もともと籔本氏と日大には、「相撲」を通じた縁がある。日大相撲部出身である田中氏の後輩にあたるのが大相撲の人気力士遠藤。籔本氏は、遠藤の後援会長だったこともある。今年4月には、日大の大学院で学ぶ大栄翔と相撲部OBの剣翔に大阪の校友会が化粧まわしを贈呈したが、田中氏や井ノ口氏と一緒に藪本氏が贈呈式に出席していた。

安倍氏と日大に強い影響力を持つとみられる籔本氏。だが、足元の錦秀会は揺らいでいる。

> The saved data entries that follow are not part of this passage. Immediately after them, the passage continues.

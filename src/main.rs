//! NHL play-by-play scraper CLI
//!
//! Fetches a game (or every game on a date) and prints the reconciled
//! play-by-play as a table, JSON or CSV.

use clap::{Parser, Subcommand};
use pbp::{Config, Result};

#[derive(Parser)]
#[command(name = "pbp")]
#[command(about = "Scrape and reconcile NHL play-by-play data", long_about = None)]
struct Cli {
    /// Config file path
    #[arg(short, long, default_value = "config.toml")]
    config: String,

    /// Enable verbose logging
    #[arg(short, long)]
    verbose: bool,

    /// Cache directory for fetched documents
    #[arg(long, global = true)]
    cache: Option<String>,

    /// Use only cached documents (no network requests)
    #[arg(long, global = true)]
    offline: bool,

    #[command(subcommand)]
    command: Commands,
}

#[derive(Subcommand)]
enum Commands {
    /// Scrape a single game
    Game {
        /// Game id, e.g. 2023020350
        game_id: i64,
        /// Output format
        #[arg(long, default_value = "table")]
        format: OutputFormat,
        /// Write to a file instead of stdout
        #[arg(short, long)]
        output: Option<String>,
    },
    /// Scrape every game on a date
    Date {
        /// Date as YYYY-MM-DD
        date: chrono::NaiveDate,
        /// Output format
        #[arg(long, default_value = "table")]
        format: OutputFormat,
        /// Write to a file instead of stdout
        #[arg(short, long)]
        output: Option<String>,
    },
    /// Write a default config file
    Init,
}

#[derive(Clone, Debug)]
enum OutputFormat {
    Table,
    Json,
    Csv,
}

impl std::str::FromStr for OutputFormat {
    type Err = String;

    fn from_str(s: &str) -> std::result::Result<Self, Self::Err> {
        match s.to_lowercase().as_str() {
            "table" => Ok(OutputFormat::Table),
            "json" => Ok(OutputFormat::Json),
            "csv" => Ok(OutputFormat::Csv),
            _ => Err(format!("Unknown format: {}. Use table, json, or csv.", s)),
        }
    }
}

fn main() {
    let cli = Cli::parse();

    // Initialize logging
    let log_level = if cli.verbose { "debug" } else { "info" };
    env_logger::Builder::from_env(env_logger::Env::default().default_filter_or(log_level))
        .format_timestamp(None)
        .init();

    // Load or create config
    let mut config = if std::path::Path::new(&cli.config).exists() {
        match Config::load(&cli.config) {
            Ok(c) => c,
            Err(e) => {
                eprintln!("Error loading config: {}", e);
                std::process::exit(1);
            }
        }
    } else {
        Config::default()
    };
    if cli.cache.is_some() {
        config.data.cache_dir = cli.cache.clone();
    }
    if cli.offline {
        config.data.offline_only = true;
    }

    let result = match cli.command {
        Commands::Game {
            game_id,
            format,
            output,
        } => commands::game(&config, game_id, format, output),
        Commands::Date {
            date,
            format,
            output,
        } => commands::date(&config, date, format, output),
        Commands::Init => commands::init(&cli.config),
    };

    if let Err(e) = result {
        eprintln!("Error: {}", e);
        std::process::exit(1);
    }
}

mod commands {
    use super::*;
    use pbp::data::NhlClient;
    use pbp::pipeline::{self, output, PbpRow};
    use pbp::GameId;
    use std::io::Write;

    pub fn init(config_path: &str) -> Result<()> {
        let config = Config::default();
        config.save(config_path)?;
        println!("Created default config at {}", config_path);

        println!("\nNext steps:");
        println!("  1. Edit {} to customize settings", config_path);
        println!("  2. Run 'pbp game 2023020350' to scrape a game");
        println!("  3. Run 'pbp date 2023-12-20 --format csv -o games.csv' for a whole day");

        Ok(())
    }

    fn client(config: &Config) -> Result<NhlClient> {
        let mut client = NhlClient::new(&config.api)?.offline_only(config.data.offline_only);
        if let Some(dir) = &config.data.cache_dir {
            client = client.with_cache(dir);
        }
        Ok(client)
    }

    pub fn game(
        config: &Config,
        game_id: i64,
        format: OutputFormat,
        output: Option<String>,
    ) -> Result<()> {
        let client = client(config)?;
        let scrape = pipeline::scrape_game(&client, GameId(game_id))?;
        emit(&scrape.rows, format, output)
    }

    pub fn date(
        config: &Config,
        date: chrono::NaiveDate,
        format: OutputFormat,
        output: Option<String>,
    ) -> Result<()> {
        let client = client(config)?;
        let rows = pipeline::scrape_date(&client, date)?;
        log::info!("{} rows scraped for {}", rows.len(), date);
        emit(&rows, format, output)
    }

    fn emit(rows: &[PbpRow], format: OutputFormat, path: Option<String>) -> Result<()> {
        let mut writer: Box<dyn Write> = match &path {
            Some(path) => Box::new(std::io::BufWriter::new(std::fs::File::create(path)?)),
            None => Box::new(std::io::stdout().lock()),
        };

        match format {
            OutputFormat::Table => write!(writer, "{}", output::format_table(rows))?,
            OutputFormat::Json => {
                output::write_json(&mut writer, rows)?;
                writeln!(writer)?;
            }
            OutputFormat::Csv => output::write_csv(&mut writer, rows)?,
        }
        writer.flush()?;

        if let Some(path) = path {
            println!("Wrote {} rows to {}", rows.len(), path);
        }
        Ok(())
    }
}
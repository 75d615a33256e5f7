//! Join of the feed's event table with the report rows
//!
//! Key: (game seconds, event type, primary player). Inner join; rows
//! unmatched on either side are dropped and counted in the run log. Period,
//! strength and clock come from the feed; the report contributes only the
//! description and the on-ice players.

use std::collections::{HashMap, HashSet};

use super::RunLog;
use crate::data::report::ReportRow;
use crate::features::Event;
use crate::EventType;

type JoinKey = (u32, EventType, Option<String>);

/// The report has no separate failed-shot-attempt code; it writes those as
/// misses.
pub fn normalize_event_types(events: Vec<Event>) -> Vec<Event> {
    events
        .into_iter()
        .map(|mut event| {
            if event.event == EventType::FailedShotAttempt {
                event.event = EventType::MissedShot;
            }
            event
        })
        .collect()
}

/// Inner-join events with report rows. Output follows event order, then
/// report order for an event with several matches.
pub fn join(events: Vec<Event>, report: &[ReportRow], log: &mut RunLog) -> Vec<Event> {
    let mut index: HashMap<JoinKey, Vec<usize>> = HashMap::new();
    for (i, row) in report.iter().enumerate() {
        if let Some(event) = &row.event {
            index
                .entry((row.game_seconds, event.clone(), row.primary_player.clone()))
                .or_default()
                .push(i);
        }
    }

    let mut matched = vec![false; report.len()];
    let mut unmatched_events = 0;
    let mut merged = Vec::with_capacity(events.len());

    for event in events {
        let key = (
            event.clock.game_seconds,
            event.event.clone(),
            event.actors.primary.clone(),
        );
        let Some(rows) = index.get(&key) else {
            unmatched_events += 1;
            continue;
        };
        for &i in rows {
            matched[i] = true;
            let row = &report[i];
            merged.push(Event {
                description: Some(row.description.clone()),
                on_ice: row.on_ice.clone(),
                ..event.clone()
            });
        }
    }

    let unmatched_report_rows = matched.iter().filter(|m| !**m).count();
    let before = merged.len();
    let merged = drop_duplicates(merged);
    log.record_join(unmatched_events, unmatched_report_rows, before - merged.len());
    merged
}

/// Keep the first row for each (description, game seconds, primary player).
/// Coincident penalties share a second and a type, so two keys are not enough.
pub fn drop_duplicates(events: Vec<Event>) -> Vec<Event> {
    let mut seen = HashSet::new();
    events
        .into_iter()
        .filter(|e| {
            seen.insert((
                e.description.clone(),
                e.clock.game_seconds,
                e.actors.primary.clone(),
            ))
        })
        .collect()
}

/// Normalize, join and de-duplicate
pub fn reconcile(events: Vec<Event>, report: &[ReportRow], log: &mut RunLog) -> Vec<Event> {
    join(normalize_event_types(events), report, log)
}
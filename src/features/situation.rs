//! Situation code decoding
//!
//! The feed's situation code is four digits:
//! away goalie on ice (0/1), away skaters, home skaters, home goalie on ice (0/1).

use std::fmt;

use super::{Event, Side, Situation};
use crate::data::source::GameMeta;
use crate::{GameType, PbpError, Result};

/// Period number the regular season uses for the shootout
const SHOOTOUT_PERIOD: u8 = 5;

/// Parsed four-digit situation code
#[derive(Debug, Clone, PartialEq, Eq)]
pub struct SituationCode {
    raw: String,
    pub away_goalie: u8,
    pub away_skaters: u8,
    pub home_skaters: u8,
    pub home_goalie: u8,
}

impl Default for SituationCode {
    fn default() -> Self {
        SituationCode {
            raw: "0000".to_string(),
            away_goalie: 0,
            away_skaters: 0,
            home_skaters: 0,
            home_goalie: 0,
        }
    }
}

impl SituationCode {
    pub fn parse(code: &str) -> Result<Self> {
        let digits: Vec<u8> = code
            .chars()
            .map(|c| c.to_digit(10).map(|d| d as u8))
            .collect::<Option<_>>()
            .ok_or_else(|| PbpError::Parse(format!("situation code {:?} is not numeric", code)))?;

        match digits[..] {
            [away_goalie, away_skaters, home_skaters, home_goalie] => Ok(SituationCode {
                raw: code.to_string(),
                away_goalie,
                away_skaters,
                home_skaters,
                home_goalie,
            }),
            _ => Err(PbpError::Parse(format!(
                "situation code {:?} is not four digits",
                code
            ))),
        }
    }

    /// One skater facing one goalie: a penalty shot or a shootout attempt
    pub fn is_one_on_one(&self) -> bool {
        self.raw == "1010" || self.raw == "0101"
    }
}

impl fmt::Display for SituationCode {
    fn fmt(&self, f: &mut fmt::Formatter<'_>) -> fmt::Result {
        write!(f, "{}", self.raw)
    }
}

/// Strength from the owning team's point of view
#[derive(Debug, Clone, Copy, PartialEq, Eq)]
pub enum StrengthCategory {
    Even,
    Advantage,
    ShortHanded,
    PenaltyShot,
    ShootoutShot,
}

impl StrengthCategory {
    pub fn as_str(&self) -> &'static str {
        match self {
            StrengthCategory::Even => "even",
            StrengthCategory::Advantage => "advantage",
            StrengthCategory::ShortHanded => "short-handed",
            StrengthCategory::PenaltyShot => "penalty-shot",
            StrengthCategory::ShootoutShot => "shootout-shot",
        }
    }
}

impl fmt::Display for StrengthCategory {
    fn fmt(&self, f: &mut fmt::Formatter<'_>) -> fmt::Result {
        write!(f, "{}", self.as_str())
    }
}

/// Decode a situation for an event owned by `side`
pub fn decode(
    code: SituationCode,
    side: Option<Side>,
    period: u8,
    game_type: GameType,
    is_shot: bool,
) -> Situation {
    let home = code.home_skaters;
    let away = code.away_skaters;

    let strength_rel = side.map(|s| match s {
        Side::Home => format!("{}v{}", home, away),
        Side::Away => format!("{}v{}", away, home),
    });

    let mut category = match side {
        _ if home == away => Some(StrengthCategory::Even),
        Some(Side::Home) if home > away => Some(StrengthCategory::Advantage),
        Some(Side::Home) => Some(StrengthCategory::ShortHanded),
        Some(Side::Away) if away > home => Some(StrengthCategory::Advantage),
        Some(Side::Away) => Some(StrengthCategory::ShortHanded),
        None => None,
    };
    if code.is_one_on_one() {
        category = if period == SHOOTOUT_PERIOD && !game_type.is_playoff() {
            Some(StrengthCategory::ShootoutShot)
        } else {
            Some(StrengthCategory::PenaltyShot)
        };
    }

    // Empty net means the defending team's goalie bit is off
    let is_shot_on_empty_net_rel = is_shot.then(|| match side {
        Some(Side::Home) if code.away_goalie == 0 => 1,
        Some(Side::Away) if code.home_goalie == 0 => 1,
        _ => 0,
    });

    Situation {
        strength: format!("{}v{}", away, home),
        strength_rel,
        strength_cat_rel: category,
        is_shot_on_empty_net_rel,
        code,
    }
}

/// Decode every event's situation code. Absent codes read as "0000"; a
/// malformed code is logged and read the same way.
pub fn add_situations(events: Vec<Event>, meta: &GameMeta) -> Vec<Event> {
    events
        .into_iter()
        .map(|mut event| {
            let code = match event.play.situation_code.as_deref() {
                Some(raw) => SituationCode::parse(raw).unwrap_or_else(|e| {
                    log::warn!("Game {}: {}; using 0000", meta.game_id, e);
                    SituationCode::default()
                }),
                None => SituationCode::default(),
            };
            event.situation = decode(
                code,
                event.side(meta),
                event.play.period,
                meta.game_type,
                event.event.is_shot(),
            );
            event
        })
        .collect()
}

#[cfg(test)]
mod tests {
    use super::*;

    fn code(raw: &str) -> SituationCode {
        SituationCode::parse(raw).unwrap()
    }

    #[test]
    fn test_parse_code() {
        let c = code("1451");
        assert_eq!(c.away_goalie, 1);
        assert_eq!(c.away_skaters, 4);
        assert_eq!(c.home_skaters, 5);
        assert_eq!(c.home_goalie, 1);
        assert!(SituationCode::parse("15a1").is_err());
        assert!(SituationCode::parse("151").is_err());
    }

    #[test]
    fn test_zero_code_is_even() {
        let s = decode(SituationCode::default(), None, 1, GameType::REGULAR, false);
        assert_eq!(s.strength, "0v0");
        assert_eq!(s.strength_cat_rel, Some(StrengthCategory::Even));
        assert_eq!(s.strength_rel, None);
        assert_eq!(s.is_shot_on_empty_net_rel, None);
    }

    #[test]
    fn test_power_play_relative_strength() {
        let home_pp = decode(code("1451"), Some(Side::Home), 2, GameType::REGULAR, true);
        assert_eq!(home_pp.strength, "4v5");
        assert_eq!(home_pp.strength_rel.as_deref(), Some("5v4"));
        assert_eq!(home_pp.strength_cat_rel, Some(StrengthCategory::Advantage));

        let away_pk = decode(code("1451"), Some(Side::Away), 2, GameType::REGULAR, true);
        assert_eq!(away_pk.strength_rel.as_deref(), Some("4v5"));
        assert_eq!(away_pk.strength_cat_rel, Some(StrengthCategory::ShortHanded));
    }

    #[test]
    fn test_penalty_shot_and_shootout() {
        let s = decode(code("1010"), Some(Side::Home), 2, GameType::REGULAR, true);
        assert_eq!(s.strength_cat_rel, Some(StrengthCategory::PenaltyShot));

        let s = decode(code("1010"), Some(Side::Home), 5, GameType::REGULAR, true);
        assert_eq!(s.strength_cat_rel, Some(StrengthCategory::ShootoutShot));

        let s = decode(code("0101"), Some(Side::Away), 5, GameType::PLAYOFF, true);
        assert_eq!(s.strength_cat_rel, Some(StrengthCategory::PenaltyShot));
    }

    #[test]
    fn test_empty_net() {
        // away goalie pulled, home shoots
        let s = decode(code("0651"), Some(Side::Home), 3, GameType::REGULAR, true);
        assert_eq!(s.is_shot_on_empty_net_rel, Some(1));

        // away shoots at a home net that is still guarded
        let s = decode(code("0651"), Some(Side::Away), 3, GameType::REGULAR, true);
        assert_eq!(s.is_shot_on_empty_net_rel, Some(0));

        // not a shot
        let s = decode(code("0651"), Some(Side::Home), 3, GameType::REGULAR, false);
        assert_eq!(s.is_shot_on_empty_net_rel, None);
    }
}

2020年3月、籔本氏が理事長を務める兵庫錦秀会の「神出病院」で、入院患者への暴行、虐待、性的行為の強要などが行われていたことが発覚。この事件で看護師ら6人が兵庫県警に逮捕された。神戸地裁はうち3人に実刑判決を言い渡している。そして、今回の東京地検特捜部のガサ入れ――。錦秀会に詳しい関係者は次のように話す。
「昭和の時代だったが、籔本氏の父で創立者の秀雄氏は、6億円という当時最高額の脱税などで逮捕され有罪判決を受けた。苦い経験をした錦秀会はトラブルに強い。そうした錦秀会の知恵があったからこそ、日大は病院の工事で2億円が抜けたんじゃないのか。東京地検特捜部は、そうみているはずだ。ただ、籔本氏はバックに安倍元総理がいるからなのか、平然としているそうだ」

モリ・カケで国民の信頼を失い、桜を見る会で刑事告発されるなど、疑惑にまみれた安倍氏。その友人の関係先にも、新たな事件で検察の捜査の手がのびた。麻生太郎副総理や二階俊博幹事長に力の衰えが見える中、キングメーカーを自認する安倍氏に、次なるスキャンダルが噴き出す可能性もある。